Unfortunately, C. Gattii is not something I think we can hope to contain to the forests of the pacific northwest. In our globalized world, the high temperature adapted strains of C. Gattii are bound to spread to other environs, and have begun to do so already. Forests in Louisiana, Alabama, Georgia, Michigan, and Nevada are thought to likely harbor C. Gattii. Even if we could contain C. Gattii exclusively to the forests we think it occupies, there are many other fungi filling similar niches in soils all around the world, which will all experience environmental changes as the result of climate change. Members of the Cryptococcus species complex exist in soils all around the world, and these are likely just the tip of the iceberg of unknown fungal foes.
This is probably not a disease that will kill hundreds of millions, as it has not yet been observed to spread from person to person. However, it will make experiencing our forests more risky, and that has larger implications than one might think. The U.S. is graced with a wealth of beautiful parks, and personally, they have been one of the greatest boons to my physical and mental health and wellbeing.
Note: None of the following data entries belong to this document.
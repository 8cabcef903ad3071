//! clocksync Wire Protocol - Binary datagram format
//!
//! This crate implements the wire format for clocksync datagrams:
//! - Fixed header (14 bytes)
//! - Request / response payloads

pub mod frame;
pub mod header;
pub mod message;

pub use frame::*;
pub use header::*;
pub use message::*;
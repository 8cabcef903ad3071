//! clocksync core - Fundamental types and contracts
//!
//! This crate defines the types shared by every other clocksync crate:
//! - Identifiers (NodeId)
//! - Time primitives (Timestamp, ClockOffset)
//! - The role-split remote clock service contract
//! - The error taxonomy

pub mod capability;
pub mod error;
pub mod id;
pub mod time;

pub use capability::*;
pub use error::*;
pub use id::*;
pub use time::*;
We may be coming to the end of a golden age of forests that we didn’t even know we were in, and it may be that wearing a mask even in the forest becomes a wise choice. (I hope not, the smell of the forest is near-holy to me).
I’d like to end with an air of optimism. There are tons of scary things out there, but it has only been in the last few hundred years that we have gained the ability to know them, and even fewer that we have gained the ability to fight them. Some of the best and brightest minds work every day to combat emerging problems like this, and I wouldn’t be able to write this post without them. Although the COVID-19 pandemic has put a damper on my confidence in governments to implement changes as necessary, it has strengthened my confidence in our scientific community to quickly find solutions to our biggest threats, and I believe that as information becomes more easily disseminated, we can overcome any problem.
In the meantime, get out and enjoy nature! Despite the risks, it’s still a net positive to get back down to earth, and breathe some fresh air, just maybe not too deeply.